Inside Private Equity - Emission du 29 janvier 2025
Résumé
Dans ce 9ᵉ numéro d’Inside Private Equity, l’émission répond à une question clé pour tout investisseur : quelle part de son patrimoine allouer au private equity ? Frédéric Stolar apporte une réponse nuancée en s’appuyant sur les pratiques des investisseurs institutionnels. Ceux-ci consacrent en moyenne entre 20 % et 30 % de leurs actifs à cette classe d’actifs, avec des variations selon leur nature (fonds de pension, fonds souverains, family offices). Cependant, pour un particulier, la bonne allocation dépend avant tout de sa situation personnelle : horizon d’investissement, besoins de liquidité et composition globale du patrimoine.

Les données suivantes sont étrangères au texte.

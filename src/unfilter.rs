use crate::qnt::QNT_RASTER_CHANNELS;

/// Reverses the QNT predictive filter in place. All four channels are treated alike.
///
/// * Top row: each pixel is predicted by its left neighbor.
/// * Left column: each pixel is predicted by the pixel above.
/// * Others: each pixel is predicted by the average of the pixels above and to the left.
///
/// A stored byte is `prediction - value` (wrapping), and predictions always use already
/// reconstructed values.
///
/// # Panics
///
/// * Panics if `pixels.len()` is not `width * height * 4`.
pub(crate) fn unfilter(pixels: &mut [u8], width: usize, height: usize) {
    let stride = width * QNT_RASTER_CHANNELS;
    assert_eq!(pixels.len(), stride * height, "raster size mismatch");

    if stride == 0 {
        return;
    }

    let mut rows = pixels.chunks_exact_mut(stride);
    let Some(mut prev) = rows.next() else {
        return;
    };

    for i in QNT_RASTER_CHANNELS..stride {
        prev[i] = prev[i - QNT_RASTER_CHANNELS].wrapping_sub(prev[i]);
    }

    for row in rows {
        for c in 0..QNT_RASTER_CHANNELS {
            row[c] = prev[c].wrapping_sub(row[c]);
        }
        for i in QNT_RASTER_CHANNELS..stride {
            let up = u16::from(prev[i]);
            let left = u16::from(row[i - QNT_RASTER_CHANNELS]);
            let pred = ((up + left) >> 1) as u8;
            row[i] = pred.wrapping_sub(row[i]);
        }
        prev = row;
    }
}
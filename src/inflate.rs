use std::io::Read;

use flate2::read::ZlibDecoder;
use log::trace;

use crate::error::{QntError, QntResult, QntStream};

/// Inflates a zlib stream which must expand to exactly `raw_len` bytes.
///
/// At most `raw_len + 1` bytes are pulled from the inflater, so a stream that expands further
/// than declared never grows the output past that.
///
/// # Errors
///
/// * Returns error if the stream is corrupt.
/// * Returns error if the stream expands to a size other than `raw_len`.
pub(crate) fn inflate_exact(
    compressed: &[u8],
    raw_len: usize,
    stream: QntStream,
) -> QntResult<Vec<u8>> {
    let limit = u64::try_from(raw_len)
        .ok()
        .and_then(|n| n.checked_add(1))
        .ok_or_else(|| QntError::new_decompress(stream, "expected size overflow"))?;

    let mut raw = Vec::new();
    ZlibDecoder::new(compressed)
        .take(limit)
        .read_to_end(&mut raw)
        .map_err(|e| QntError::new_decompress(stream, e.to_string()))?;

    if raw.len() != raw_len {
        let msg = if raw.len() > raw_len {
            format!("stream expands past {} bytes", raw_len)
        } else {
            format!("expected {} bytes, got {}", raw_len, raw.len())
        };
        return Err(QntError::new_decompress(stream, msg));
    }

    trace!(
        "inflated {:?} stream: {} -> {} bytes",
        stream,
        compressed.len(),
        raw.len()
    );

    Ok(raw)
}
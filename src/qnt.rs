/// QNT image header.
///
/// The padded raster size (`padded_width() * padded_height() * 4` bytes) of a `QntHeader` is
/// guaranteed not to exceed [`usize::MAX`], and both `width` and `height` are positive.
#[derive(Clone, Debug, Eq, Hash, PartialEq)]
pub struct QntHeader {
    pub(crate) version: u32,
    pub(crate) header_size: u32,
    pub(crate) x: u32,
    pub(crate) y: u32,
    pub(crate) width: u32,
    pub(crate) height: u32,
    pub(crate) bpp: u32,
    pub(crate) reserved: u32,
    pub(crate) pixel_size: u32,
    pub(crate) alpha_size: u32,
}

impl QntHeader {
    /// Returns the format version.
    pub fn version(&self) -> u32 {
        self.version
    }

    /// Returns the header size in bytes. Compressed pixel data starts at this offset.
    ///
    /// Version 0 headers do not store this value, and it is always 48.
    pub fn header_size(&self) -> u32 {
        self.header_size
    }

    /// Returns the display location x.
    ///
    /// This value is purely informative, and it does not change the behavior of codec.
    pub fn x(&self) -> u32 {
        self.x
    }

    /// Returns the display location y.
    ///
    /// This value is purely informative, and it does not change the behavior of codec.
    pub fn y(&self) -> u32 {
        self.y
    }

    /// Returns the nominal width of this image in pixels.
    pub fn width(&self) -> u32 {
        self.width
    }

    /// Returns the nominal height of this image in pixels.
    pub fn height(&self) -> u32 {
        self.height
    }

    /// Returns bits per pixel. Always 24 for a header returned by this crate.
    pub fn bpp(&self) -> u32 {
        self.bpp
    }

    /// Returns the reserved field, which is supposed to be 1.
    ///
    /// This value is not validated.
    pub fn reserved(&self) -> u32 {
        self.reserved
    }

    /// Returns the compressed size of the color planes.
    pub fn pixel_size(&self) -> u32 {
        self.pixel_size
    }

    /// Returns the compressed size of the alpha plane. 0 means the image has no alpha plane.
    pub fn alpha_size(&self) -> u32 {
        self.alpha_size
    }

    /// Returns `width` rounded up to even.
    pub fn padded_width(&self) -> u32 {
        padded(self.width)
    }

    /// Returns `height` rounded up to even.
    pub fn padded_height(&self) -> u32 {
        padded(self.height)
    }

    /// Returns the pixel count of the padded raster.
    pub fn padded_pixel_count(&self) -> usize {
        self.padded_width() as usize * self.padded_height() as usize
    }

    pub(crate) fn pixel_stream_len(&self) -> usize {
        self.padded_pixel_count() * 3
    }

    pub(crate) fn alpha_stream_len(&self) -> usize {
        self.padded_pixel_count()
    }

    pub(crate) fn raster_len(&self) -> usize {
        self.padded_pixel_count() * QNT_RASTER_CHANNELS
    }
}

/// Rounds up to even. `value` must be below `u32::MAX`.
pub(crate) const fn padded(value: u32) -> u32 {
    (value + 1) & !1
}

/// Decoded QNT image.
///
/// The raster always covers the padded dimensions ([`QntHeader::padded_width`] ×
/// [`QntHeader::padded_height`]) in RGBA8, row-major.
#[derive(Clone, Debug, Eq, Hash, PartialEq)]
pub struct QntImage {
    header: QntHeader,
    pixels: Vec<u8>,
}

impl QntImage {
    pub(crate) fn new(header: QntHeader, pixels: Vec<u8>) -> Self {
        debug_assert_eq!(pixels.len(), header.raster_len());

        Self { header, pixels }
    }

    /// Returns the header this image was decoded from.
    pub fn header(&self) -> &QntHeader {
        &self.header
    }

    /// Returns the raster width in pixels (the padded width).
    pub fn width(&self) -> u32 {
        self.header.padded_width()
    }

    /// Returns the raster height in pixels (the padded height).
    pub fn height(&self) -> u32 {
        self.header.padded_height()
    }

    /// Returns the RGBA8 raster.
    pub fn pixels(&self) -> &[u8] {
        &self.pixels
    }

    /// Consumes this image and returns the RGBA8 raster.
    pub fn into_pixels(self) -> Vec<u8> {
        self.pixels
    }

    /// Copies the nominal `width * height` region out of the padded raster.
    ///
    /// The returned buffer is RGBA8, row-major, with a stride of `header().width() * 4`.
    pub fn to_cropped(&self) -> Vec<u8> {
        let stride = self.width() as usize * QNT_RASTER_CHANNELS;
        let row_len = self.header.width as usize * QNT_RASTER_CHANNELS;

        self.pixels
            .chunks_exact(stride)
            .take(self.header.height as usize)
            .flat_map(|row| &row[..row_len])
            .copied()
            .collect()
    }
}

pub(crate) const QNT_MAGIC: &[u8] = b"QNT\0";
pub(crate) const QNT_HEADER_SIZE_V0: u32 = 48;
pub(crate) const QNT_BPP: u32 = 24;

/// Largest width/height accepted by the header parser.
pub(crate) const QNT_DIMENSION_MAX: u32 = i32::MAX as u32;

/// Byte offsets of the color channels in an RGBA8 pixel, in the order their planes are stored.
pub(crate) const QNT_PLANE_ORDER: [usize; 3] = [2, 1, 0];
pub(crate) const QNT_ALPHA_OFFSET: usize = 3;
pub(crate) const QNT_RASTER_CHANNELS: usize = 4;
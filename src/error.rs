use thiserror::Error;

/// Specialized [`Result`] for `img-qnt` crate.
pub type QntResult<T> = Result<T, QntError>;

/// Errors on `img-qnt` crate.
#[derive(Clone, Debug, Eq, Hash, PartialEq, Error)]
pub enum QntError {
    /// The input is not a QNT image this crate can decode (bad magic, unsupported bit depth,
    /// truncated header, ...).
    #[error("format error: {0}")]
    Format(String),

    /// A compressed stream is corrupt, truncated, or inflates to an unexpected size.
    #[error("{stream}: {msg}")]
    Decompress { stream: QntStream, msg: String },
}

impl QntError {
    pub(crate) fn new_format(msg: impl Into<String>) -> Self {
        Self::Format(msg.into())
    }

    pub(crate) fn new_decompress(stream: QntStream, msg: impl Into<String>) -> Self {
        Self::Decompress {
            stream,
            msg: msg.into(),
        }
    }
}

/// Compressed streams in a QNT container.
#[derive(Clone, Copy, Debug, Eq, Hash, PartialEq)]
pub enum QntStream {
    /// Color planes.
    Pixel,

    /// Alpha plane.
    Alpha,
}

impl std::fmt::Display for QntStream {
    fn fmt(&self, f: &mut std::fmt::Formatter<'_>) -> std::fmt::Result {
        match self {
            Self::Pixel => f.write_str("broken image"),
            Self::Alpha => f.write_str("broken alpha image"),
        }
    }
}
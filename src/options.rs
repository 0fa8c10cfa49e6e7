/// Decoder limits.
///
/// Header fields come from untrusted input, so the decoder refuses images whose nominal
/// dimensions exceed these limits before inflating anything.
#[derive(Clone, Copy, Debug, Eq, Hash, PartialEq)]
pub struct QntOptions {
    max_width: u32,
    max_height: u32,
}

impl QntOptions {
    /// Returns the maximum accepted width. Defaults to `1 << 14`.
    pub const fn max_width(&self) -> u32 {
        self.max_width
    }

    /// Returns the maximum accepted height. Defaults to `1 << 14`.
    pub const fn max_height(&self) -> u32 {
        self.max_height
    }

    /// Sets the maximum accepted width.
    #[must_use]
    pub fn set_max_width(mut self, width: u32) -> Self {
        self.max_width = width;
        self
    }

    /// Sets the maximum accepted height.
    #[must_use]
    pub fn set_max_height(mut self, height: u32) -> Self {
        self.max_height = height;
        self
    }
}

impl Default for QntOptions {
    fn default() -> Self {
        Self {
            max_width: 1 << 14,
            max_height: 1 << 14,
        }
    }
}
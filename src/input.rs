use byteorder::{ByteOrder as _, LE};
use log::{debug, trace, warn};

use crate::error::{QntError, QntResult, QntStream};
use crate::inflate::inflate_exact;
use crate::options::QntOptions;
use crate::planes::{extract_pixels, merge_alpha, seed_opaque_alpha};
use crate::qnt::{
    padded, QntHeader, QntImage, QNT_BPP, QNT_DIMENSION_MAX, QNT_HEADER_SIZE_V0, QNT_MAGIC,
    QNT_RASTER_CHANNELS,
};
use crate::unfilter::unfilter;

/// Number of `u32` fields following `version` (and `header_size`, if present).
const FIELD_COUNT: usize = 8;

/// Decodes a complete QNT image on memory with default [`QntOptions`].
///
/// The returned raster covers the padded dimensions (width and height rounded up to even).
/// Use [`QntImage::to_cropped`] to obtain the nominal region.
///
/// # Errors
///
/// * For reading header, the same as [`qnt_read_header`].
/// * For decoding body, the same as [`qnt_decode_with_options`].
pub fn qnt_decode<T>(qnt: T) -> QntResult<QntImage>
where
    T: AsRef<[u8]>,
{
    qnt_decode_with_options(qnt, &QntOptions::default())
}

/// Decodes a complete QNT image on memory.
///
/// # Errors
///
/// * For reading header, the same as [`qnt_read_header`].
/// * Returns [`QntError::Format`] if the image exceeds the limits in `opts`.
/// * Returns [`QntError::Decompress`] if a compressed stream lies outside of `qnt`, is corrupt,
///   or does not expand to the size implied by the header.
pub fn qnt_decode_with_options<T>(qnt: T, opts: &QntOptions) -> QntResult<QntImage>
where
    T: AsRef<[u8]>,
{
    let qnt = qnt.as_ref();

    let header = qnt_read_header(qnt)?;

    if header.width() > opts.max_width() {
        return Err(QntError::new_format(format!(
            "image width {} exceeds limit {}",
            header.width(),
            opts.max_width()
        )));
    }
    if header.height() > opts.max_height() {
        return Err(QntError::new_format(format!(
            "image height {} exceeds limit {}",
            header.height(),
            opts.max_height()
        )));
    }

    let width = header.padded_width() as usize;
    let height = header.padded_height() as usize;

    let pixel_ofs = header.header_size() as usize;
    let pixel_stream = stream_slice(qnt, pixel_ofs, header.pixel_size())
        .ok_or_else(|| QntError::new_decompress(QntStream::Pixel, "stream exceeds input"))?;

    let mut pixels = {
        let raw = inflate_exact(pixel_stream, header.pixel_stream_len(), QntStream::Pixel)?;
        extract_pixels(&raw, width, height)
    };
    trace!("extracted {}x{} color planes", width, height);

    if header.alpha_size() == 0 {
        seed_opaque_alpha(&mut pixels);
    } else {
        let alpha_ofs = pixel_ofs + pixel_stream.len();
        let alpha_stream = stream_slice(qnt, alpha_ofs, header.alpha_size())
            .ok_or_else(|| QntError::new_decompress(QntStream::Alpha, "stream exceeds input"))?;

        let alpha = inflate_exact(alpha_stream, header.alpha_stream_len(), QntStream::Alpha)?;
        merge_alpha(&mut pixels, &alpha);
        trace!("merged alpha plane");
    }

    unfilter(&mut pixels, width, height);

    Ok(QntImage::new(header, pixels))
}

/// Reads QNT header on memory, and returns [`QntHeader`].
///
/// Only the header is examined. Compressed streams are neither located nor inflated.
///
/// # Errors
///
/// * Returns [`QntError::Format`] if `qnt` does not start with the QNT magic.
/// * Returns [`QntError::Format`] if `qnt` is shorter than the header.
/// * Returns [`QntError::Format`] if the header is invalid. (e.g. bits per pixel is not 24,
///   width is 0)
/// * Returns [`QntError::Format`] if the padded raster size exceeds [`usize::MAX`].
pub fn qnt_read_header<T>(qnt: T) -> QntResult<QntHeader>
where
    T: AsRef<[u8]>,
{
    let qnt = qnt.as_ref();

    if qnt.get(..QNT_MAGIC.len()) != Some(QNT_MAGIC) {
        return Err(QntError::new_format("not a QNT file"));
    }

    let mut ofs = QNT_MAGIC.len();
    let version = read_u32(qnt, &mut ofs)?;
    let header_size = if version == 0 {
        QNT_HEADER_SIZE_V0
    } else {
        read_u32(qnt, &mut ofs)?
    };

    let mut fields = [0; FIELD_COUNT];
    for field in &mut fields {
        *field = read_u32(qnt, &mut ofs)?;
    }
    let [x, y, width, height, bpp, reserved, pixel_size, alpha_size] = fields;

    if (header_size as usize) < ofs {
        return Err(QntError::new_format(format!(
            "header size {} is smaller than header fields ({} bytes)",
            header_size, ofs
        )));
    }
    if qnt.len() < header_size as usize {
        return Err(QntError::new_format(format!(
            "truncated header: expected {} bytes, got {}",
            header_size,
            qnt.len()
        )));
    }

    if bpp != QNT_BPP {
        warn!("unsupported bits-per-pixel: {}", bpp);
        return Err(QntError::new_format(format!(
            "unsupported bit depth: {}",
            bpp
        )));
    }
    if reserved != 1 {
        warn!("reserved header field is {}, expected 1", reserved);
    }

    if width == 0 {
        return Err(QntError::new_format("width is 0"));
    }
    if height == 0 {
        return Err(QntError::new_format("height is 0"));
    }
    if width > QNT_DIMENSION_MAX || height > QNT_DIMENSION_MAX {
        return Err(QntError::new_format(format!(
            "image dimensions {}x{} out of range",
            width, height
        )));
    }
    if (padded(width) as usize)
        .checked_mul(padded(height) as usize)
        .and_then(|n| n.checked_mul(QNT_RASTER_CHANNELS))
        .is_none()
    {
        return Err(QntError::new_format("raster size exceeds usize::MAX"));
    }

    let header = QntHeader {
        version,
        header_size,
        x,
        y,
        width,
        height,
        bpp,
        reserved,
        pixel_size,
        alpha_size,
    };

    debug!(
        "QNT v{}: {}x{} at ({}, {}), pixel {} bytes, alpha {} bytes",
        version, width, height, x, y, pixel_size, alpha_size
    );

    Ok(header)
}

fn read_u32(qnt: &[u8], ofs: &mut usize) -> QntResult<u32> {
    let bytes = qnt
        .get(*ofs..*ofs + 4)
        .ok_or_else(|| QntError::new_format("truncated header"))?;
    *ofs += 4;
    Ok(LE::read_u32(bytes))
}

fn stream_slice(qnt: &[u8], ofs: usize, len: u32) -> Option<&[u8]> {
    let end = ofs.checked_add(usize::try_from(len).ok()?)?;
    qnt.get(ofs..end)
}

Le private equity étant par nature illiquide et inscrit dans le temps long, il doit être réservé à la “poche longue” du patrimoine.La success story du groupe TOM illustre parfaitement la création de valeur permise par le private equity. Ce leader européen de la bijouterie a su se transformer grâce à des partenaires financiers qui lui ont apporté rapidité d’exécution, ingénierie financière et confiance stratégique. Maurice Tchenio rappelle que le rôle du private equity n’est pas seulement financier : il consiste à rendre les entreprises plus fortes, plus rentables et plus attractives sur le long terme, notamment via l’amélioration de la gouvernance, de l’expérience client et des relais de croissance.L’émission met également en lumière les pratiques des investisseurs institutionnels, qui investissent de manière disciplinée chaque année, sans chercher à “timer” le marché. Cette stratégie permet de lisser les cycles économiques et de capter la performance globale du private equity. En revanche, la gestion de l’exposition reste complexe, notamment à cause des effets de marché (effet dénominateur et numérateur) et des variations de valorisation.Enfin, le témoignage d’un conseiller en gestion de patrimoine souligne la démocratisation progressive du private equity auprès des particuliers. Grâce à de nouvelles solutions plus accessibles (à partir de 100 000 €) et diversifiées, les investisseurs privés peuvent désormais accéder à cette classe d’actifs et s’impliquer davantage dans l’économie réelle. Le rôle du conseiller devient alors essentiel pour accompagner cette allocation, expliquer les risques et structurer une stratégie adaptée.